D’après cette deuxième beraïta 6, le comportement d’un individu consistant à perdre « tout ce qu’on lui donne » suffit ainsi à caractériser la folie. « Celui qui perd tout ce qu’on lui donne » n’est pas le prodigue du droit romain, qui devait être mis sous tutelle pour protéger le patrimoine du groupe, non plus que le flambeur, puisque la beraïta ne parle pas spécifiquement d’argent et reste générale : tout ce qu’on lui donne, à commencer par le corps dont il est pourvu et la vie dont il est détenteur.
Il ne s’agit pas tant de se protéger de lui que de le protéger, lui, de lui-même.
CONCLUSIONS
Est fou celui qui ne garde rien.
Le fou est le contraire du gardien (shomer). Incapable de garder, il n’a à répondre de rien ni de personne.
Poche trouée, corps ouvert, esprit traversé par les quatre vents : le fou est sans clôture. Cette clôture symbolique renvoie d’ailleurs à l’idée de reshut, de domaine.
La rencontre avec le fou, comme avec l’enfant, oblige. On répond d’eux sans qu’ils aient à répondre de nous.
La prophétie a été, nous dit le Talmud, transmise aux enfants et aux fous depuis la destruction du Temple.

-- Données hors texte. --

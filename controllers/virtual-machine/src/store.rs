//! Resource store access.
//!
//! The reconciler reads and writes VirtualMachine objects through the
//! [`VirtualMachineStore`] trait so it can run against the Kubernetes API
//! in production and an in-memory store in tests.

use async_trait::async_trait;
use crds::{VirtualMachine, VirtualMachineStatus, VIRTUAL_MACHINE_FINALIZER};
use kube::api::{Api, ListParams, Patch, PatchParams};
use kube::ResourceExt;
use serde_json::json;
use std::fmt;
use thiserror::Error;
use tracing::debug;

/// Identity of a VirtualMachine in the store.
#[derive(Debug, Clone, PartialEq, Eq, Hash, PartialOrd, Ord)]
pub struct VmKey {
    pub namespace: String,
    pub name: String,
}

impl VmKey {
    pub fn new(namespace: impl Into<String>, name: impl Into<String>) -> Self {
        Self {
            namespace: namespace.into(),
            name: name.into(),
        }
    }

    /// Key of a stored object. Objects without a name cannot be keyed.
    pub fn from_resource(vm: &VirtualMachine) -> Option<Self> {
        let name = vm.metadata.name.clone()?;
        let namespace = vm.namespace().unwrap_or_else(|| "default".to_string());
        Some(Self { namespace, name })
    }
}

impl fmt::Display for VmKey {
    fn fmt(&self, f: &mut fmt::Formatter<'_>) -> fmt::Result {
        write!(f, "{}/{}", self.namespace, self.name)
    }
}

/// Errors returned by a [`VirtualMachineStore`].
#[derive(Debug, Error)]
pub enum StoreError {
    /// The version token was stale
    #[error("conflicting write to {0}")]
    Conflict(String),

    /// The object no longer exists
    #[error("{0} not found")]
    NotFound(String),

    /// The object lacks metadata the store needs
    #[error("{0} has no {1}")]
    MissingMetadata(String, &'static str),

    /// Any other Kubernetes API failure
    #[error("Kubernetes error: {0}")]
    Kube(#[source] kube::Error),
}

impl StoreError {
    fn from_kube(key: &VmKey, err: kube::Error) -> Self {
        match err {
            kube::Error::Api(ref response) if response.code == 409 => StoreError::Conflict(key.to_string()),
            kube::Error::Api(ref response) if response.code == 404 => StoreError::NotFound(key.to_string()),
            other => StoreError::Kube(other),
        }
    }
}

/// Access to VirtualMachine objects with optimistic concurrency.
#[async_trait]
pub trait VirtualMachineStore: Send + Sync {
    /// Latest version of the object, `None` if it does not exist.
    async fn get(&self, key: &VmKey) -> Result<Option<VirtualMachine>, StoreError>;

    /// Every VirtualMachine visible to the controller.
    async fn list(&self) -> Result<Vec<VirtualMachine>, StoreError>;

    /// Replace the status if the object is still at `resource_version`.
    ///
    /// Returns the new version token, or [`StoreError::Conflict`] when the
    /// object changed since it was read.
    async fn write_status(
        &self,
        key: &VmKey,
        resource_version: &str,
        status: &VirtualMachineStatus,
    ) -> Result<String, StoreError>;

    /// Add the controller finalizer at `resource_version`.
    async fn add_finalizer(&self, key: &VmKey, resource_version: &str) -> Result<String, StoreError>;

    /// Remove the controller finalizer at `resource_version`.
    async fn remove_finalizer(&self, key: &VmKey, resource_version: &str) -> Result<(), StoreError>;
}

/// Store backed by the Kubernetes API server.
#[derive(Clone)]
pub struct KubeStore {
    client: kube::Client,
    /// Namespace restriction for `list` (all namespaces when `None`)
    namespace: Option<String>,
}

impl KubeStore {
    pub fn new(client: kube::Client, namespace: Option<String>) -> Self {
        Self { client, namespace }
    }

    fn api(&self, namespace: &str) -> Api<VirtualMachine> {
        Api::namespaced(self.client.clone(), namespace)
    }

    fn list_api(&self) -> Api<VirtualMachine> {
        match &self.namespace {
            Some(ns) => Api::namespaced(self.client.clone(), ns),
            None => Api::all(self.client.clone()),
        }
    }

    async fn patch_finalizers(
        &self,
        key: &VmKey,
        resource_version: &str,
        finalizers: Vec<String>,
    ) -> Result<VirtualMachine, StoreError> {
        // Carrying resourceVersion in a merge patch makes it a precondition
        let patch = json!({
            "metadata": {
                "resourceVersion": resource_version,
                "finalizers": finalizers,
            }
        });
        self.api(&key.namespace)
            .patch(&key.name, &PatchParams::default(), &Patch::Merge(&patch))
            .await
            .map_err(|e| StoreError::from_kube(key, e))
    }
}

#[async_trait]
impl VirtualMachineStore for KubeStore {
    async fn get(&self, key: &VmKey) -> Result<Option<VirtualMachine>, StoreError> {
        self.api(&key.namespace)
            .get_opt(&key.name)
            .await
            .map_err(|e| StoreError::from_kube(key, e))
    }

    async fn list(&self) -> Result<Vec<VirtualMachine>, StoreError> {
        let list = self
            .list_api()
            .list(&ListParams::default())
            .await
            .map_err(StoreError::Kube)?;
        Ok(list.items)
    }

    async fn write_status(
        &self,
        key: &VmKey,
        resource_version: &str,
        status: &VirtualMachineStatus,
    ) -> Result<String, StoreError> {
        debug!("Writing status {} for {} at version {}", status.state, key, resource_version);

        // conditions are replaced wholesale by the merge patch, which is
        // what we want: the reconciler always writes the full status.
        let patch = json!({
            "metadata": { "resourceVersion": resource_version },
            "status": status,
        });
        let updated = self
            .api(&key.namespace)
            .patch_status(&key.name, &PatchParams::default(), &Patch::Merge(&patch))
            .await
            .map_err(|e| StoreError::from_kube(key, e))?;

        updated
            .resource_version()
            .ok_or_else(|| StoreError::MissingMetadata(key.to_string(), "resourceVersion"))
    }

    async fn add_finalizer(&self, key: &VmKey, resource_version: &str) -> Result<String, StoreError> {
        let current = self
            .get(key)
            .await?
            .ok_or_else(|| StoreError::NotFound(key.to_string()))?;
        let mut finalizers = current.finalizers().to_vec();
        if !finalizers.iter().any(|f| f == VIRTUAL_MACHINE_FINALIZER) {
            finalizers.push(VIRTUAL_MACHINE_FINALIZER.to_string());
        }

        let updated = self.patch_finalizers(key, resource_version, finalizers).await?;
        updated
            .resource_version()
            .ok_or_else(|| StoreError::MissingMetadata(key.to_string(), "resourceVersion"))
    }

    async fn remove_finalizer(&self, key: &VmKey, resource_version: &str) -> Result<(), StoreError> {
        let Some(current) = self.get(key).await? else {
            return Ok(());
        };
        let finalizers: Vec<String> = current
            .finalizers()
            .iter()
            .filter(|f| f.as_str() != VIRTUAL_MACHINE_FINALIZER)
            .cloned()
            .collect();

        match self.patch_finalizers(key, resource_version, finalizers).await {
            // The object may disappear as soon as the last finalizer goes
            Ok(_) | Err(StoreError::NotFound(_)) => Ok(()),
            Err(e) => Err(e),
        }
    }
}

Fous comme enfants, exposés donc vulnérables, ne gardant rien et perdant tout, sont autant d’images d’un autre monde possible. Monde dans lequel le rapport à soi, aux autres et aux choses pourrait se décliner sur un autre mode que celui de la propriété.
La fêlure, l’ouverture et la porosité comme figures messianiques du présent.

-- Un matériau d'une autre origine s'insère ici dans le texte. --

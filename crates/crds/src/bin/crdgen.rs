//! Prints the VirtualMachine CRD as YAML.
//!
//! Installation: `cargo run --bin crdgen | kubectl apply -f -`

use anyhow::Context;
use crds::VirtualMachine;
use kube::CustomResourceExt;

fn main() -> anyhow::Result<()> {
    let yaml = serde_yaml::to_string(&VirtualMachine::crd())
        .context("failed to serialize VirtualMachine CRD")?;
    print!("{yaml}");
    Ok(())
}
//! # Exponential Backoff
//!
//! Provides the retry delay used by the work queue when a reconciliation
//! pass fails. Each consecutive failure multiplies the delay by `factor`,
//! starting at `base` and capped at `max`.
//!
//! Default sequence: 1s, 2s, 4s, 8s, ... 256s, 300s (max).

use std::time::Duration;

/// Exponential backoff calculator
#[derive(Debug, Clone)]
pub struct ExponentialBackoff {
    /// First delay
    base: Duration,
    /// Multiplier applied per failure
    factor: u32,
    /// Upper bound for any delay
    max: Duration,
    /// Failures seen by the stateful API
    attempts: u32,
}

impl Default for ExponentialBackoff {
    fn default() -> Self {
        Self::new(Duration::from_secs(1), 2, Duration::from_secs(300))
    }
}

impl ExponentialBackoff {
    /// Create a new backoff
    ///
    /// # Arguments
    ///
    /// * `base` - Delay after the first failure (typically 1s)
    /// * `factor` - Growth factor per failure (typically 2)
    /// * `max` - Cap for the sequence (typically 5 minutes)
    #[must_use]
    pub fn new(base: Duration, factor: u32, max: Duration) -> Self {
        Self {
            base,
            factor: factor.max(1),
            max: max.max(base),
            attempts: 0,
        }
    }

    /// Maximum delay
    #[must_use]
    pub fn max(&self) -> Duration {
        self.max
    }

    /// Calculate the delay after `failures` consecutive failures (stateless)
    ///
    /// `failures` is 1-based: the first failure waits `base`. Zero failures
    /// means no delay.
    #[must_use]
    pub fn delay_for(&self, failures: u32) -> Duration {
        if failures == 0 {
            return Duration::ZERO;
        }

        let mut delay = self.base;
        for _ in 1..failures {
            delay = delay.saturating_mul(self.factor);
            if delay >= self.max {
                return self.max;
            }
        }
        delay.min(self.max)
    }

    /// Get the next delay and advance the sequence
    pub fn next_backoff(&mut self) -> Duration {
        self.attempts = self.attempts.saturating_add(1);
        self.delay_for(self.attempts)
    }

    /// Reset the backoff after a success
    pub fn reset(&mut self) {
        self.attempts = 0;
    }
}
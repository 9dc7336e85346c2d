//! Controller-specific error types.
//!
//! Every error is local to one resource's reconciliation pass. The worker
//! turns it into a retry decision via [`ControllerError::retry_policy`].

use crate::store::StoreError;
use thiserror::Error;
use vm_runtime_client::RuntimeError;

/// Errors that can occur in the VirtualMachine Controller.
#[derive(Debug, Error)]
pub enum ControllerError {
    /// Kubernetes API error
    #[error("Kubernetes error: {0}")]
    Kube(#[from] kube::Error),

    /// Resource store error (includes optimistic-concurrency conflicts)
    #[error("Store error: {0}")]
    Store(#[from] StoreError),

    /// Runtime call failed without a known outcome
    #[error("Runtime error: {0}")]
    Runtime(#[from] RuntimeError),

    /// Runtime call exceeded the controller deadline
    #[error("{operation} timed out after {seconds}s")]
    DriverTimeout {
        operation: String,
        seconds: u64,
    },

    /// Runtime reported that the power operation failed
    #[error("{operation} failed: {message}")]
    OperationFailed {
        operation: String,
        message: String,
    },

    /// Runtime reported a state outside the known set
    #[error("Unknown runtime state: {0}")]
    UnknownState(String),

    /// Resource is missing required metadata
    #[error("Invalid resource: {0}")]
    InvalidResource(String),

    /// Invalid configuration
    #[error("Invalid configuration: {0}")]
    InvalidConfig(String),

    /// Resource watch failed
    #[error("Resource watch failed: {0}")]
    Watch(String),

    /// Metrics registry error
    #[error("Metrics error: {0}")]
    Metrics(#[from] prometheus::Error),

    /// Health/metrics server failed
    #[error("Server error: {0}")]
    Server(#[from] std::io::Error),
}

/// How the work queue should retry a failed pass.
#[derive(Debug, Clone, Copy, PartialEq, Eq)]
pub enum RetryPolicy {
    /// Expected contention, run again right away
    Immediate,
    /// Exponential backoff per resource
    Backoff,
    /// Straight to the backoff cap
    MaxBackoff,
}

impl ControllerError {
    /// Retry decision for this error.
    #[must_use]
    pub fn retry_policy(&self) -> RetryPolicy {
        match self {
            ControllerError::Store(StoreError::Conflict(_)) => RetryPolicy::Immediate,
            ControllerError::UnknownState(_) | ControllerError::InvalidResource(_) => RetryPolicy::MaxBackoff,
            _ => RetryPolicy::Backoff,
        }
    }

    /// Short label used in metrics.
    #[must_use]
    pub fn kind(&self) -> &'static str {
        match self {
            ControllerError::Store(StoreError::Conflict(_)) => "conflict",
            ControllerError::Kube(_) | ControllerError::Store(_) => "store",
            ControllerError::Runtime(_) => "runtime",
            ControllerError::DriverTimeout { .. } => "driver_timeout",
            ControllerError::OperationFailed { .. } => "operation_failed",
            ControllerError::UnknownState(_) => "unknown_state",
            ControllerError::InvalidResource(_) => "invalid_resource",
            ControllerError::InvalidConfig(_) => "invalid_config",
            ControllerError::Watch(_) => "watch",
            ControllerError::Metrics(_) => "metrics",
            ControllerError::Server(_) => "server",
        }
    }
}
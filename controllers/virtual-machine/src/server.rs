//! Health, readiness and metrics endpoints.

use crate::error::ControllerError;
use crate::metrics::Metrics;
use axum::extract::State;
use axum::http::StatusCode;
use axum::response::IntoResponse;
use axum::routing::get;
use axum::{Json, Router};
use serde_json::json;
use std::net::SocketAddr;
use std::sync::atomic::{AtomicBool, Ordering};
use std::sync::Arc;
use tower_http::trace::TraceLayer;
use tracing::{error, info};

/// State shared with the HTTP handlers.
#[derive(Clone)]
pub struct ServerState {
    /// Set once the initial resource listing has been queued
    pub ready: Arc<AtomicBool>,
    pub metrics: Arc<Metrics>,
}

pub fn router(state: ServerState) -> Router {
    Router::new()
        .route("/health", get(health))
        .route("/ready", get(ready))
        .route("/metrics", get(metrics))
        .layer(TraceLayer::new_for_http())
        .with_state(state)
}

/// Serve the router on `addr` until `shutdown` resolves.
pub async fn serve(
    addr: SocketAddr,
    state: ServerState,
    shutdown: impl std::future::Future<Output = ()> + Send + 'static,
) -> Result<(), ControllerError> {
    let listener = tokio::net::TcpListener::bind(addr).await?;
    info!("Serving /health, /ready and /metrics on {}", addr);
    axum::serve(listener, router(state))
        .with_graceful_shutdown(shutdown)
        .await?;
    Ok(())
}

async fn health() -> impl IntoResponse {
    Json(json!({ "healthy": true }))
}

async fn ready(State(state): State<ServerState>) -> impl IntoResponse {
    if state.ready.load(Ordering::SeqCst) {
        (StatusCode::OK, Json(json!({ "ready": true })))
    } else {
        (StatusCode::SERVICE_UNAVAILABLE, Json(json!({ "ready": false })))
    }
}

async fn metrics(State(state): State<ServerState>) -> impl IntoResponse {
    match state.metrics.render() {
        Ok(body) => (StatusCode::OK, body),
        Err(e) => {
            error!("Failed to encode metrics: {}", e);
            (StatusCode::INTERNAL_SERVER_ERROR, String::new())
        }
    }
}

Nous cherchions Freud, nous avons trouvé Walter Benjamin.
1. Le heresh est en effet le sourd-muet. Le sourd non muet et le muet qui entend sont, quant à eux, capables juridiquement. Notons enfin que le sourd-muet d’aujourd’hui, c’est-à-dire qui a accès à différents types de langages et de prothèses et peut donc exprimer sa volonté et former son consentement, ne rentre pas dans la définition du heresh talmudique selon de nombreux avis.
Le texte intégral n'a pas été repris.